ICLR Conference 2020 Conference Paper
Understanding the loss surface of a neural network is fundamentally important to the understanding of deep learning. This paper presents how piecewise linear activation functions substantially shape the loss surfaces of neural networks. We first prove that {\it the loss surfaces of many neural networks have infinite spurious local minima} which are defined as the local minima with higher empirical risks than the global minima. Our result demonstrates that the networks with piecewise linear activations possess substantial differences to the well-studied linear neural networks. This result holds for any neural network with arbitrary depth and arbitrary piecewise linear activation functions (excluding linear functions) under most loss functions in practice.
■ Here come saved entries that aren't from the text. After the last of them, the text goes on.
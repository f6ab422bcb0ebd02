//! Plain-text info sheets ("Product: ...", "Version: ...") some vendors ship
//! next to their firmware images.

#[derive(Debug, Clone, PartialEq, Eq)]
pub struct TextReport {
    lines: Vec<String>,
}

impl TextReport {
    pub fn from_text(text: &str) -> Self {
        Self { lines: text.lines().map(|l| l.trim_end_matches('\r').to_string()).collect() }
    }

    pub fn line_containing(&self, query: &str) -> Option<&str> {
        self.lines.iter().map(String::as_str).find(|l| l.contains(query))
    }

    /// Value after the first `delim` on the first line containing `query`.
    pub fn value(&self, query: &str, delim: char) -> Option<String> {
        let line = self.line_containing(query)?;
        let (_, value) = line.split_once(delim)?;
        let value = value.trim();
        if value.is_empty() { None } else { Some(value.to_string()) }
    }
}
Essentially, the underlying assumptions are consistent with most practical circumstances where the output layer is narrower than any hidden layer. In addition, the loss surface of a neural network with piecewise linear activations is partitioned into multiple smooth and multilinear cells by nondifferentiable boundaries. The constructed spurious local minima are concentrated in one cell as a valley: they are connected with each other by a continuous path, on which empirical risk is invariant. Further for one-hidden-layer networks, we prove that all local minima in a cell constitute an equivalence class; they are concentrated in a valley; and they are all global minima in the cell.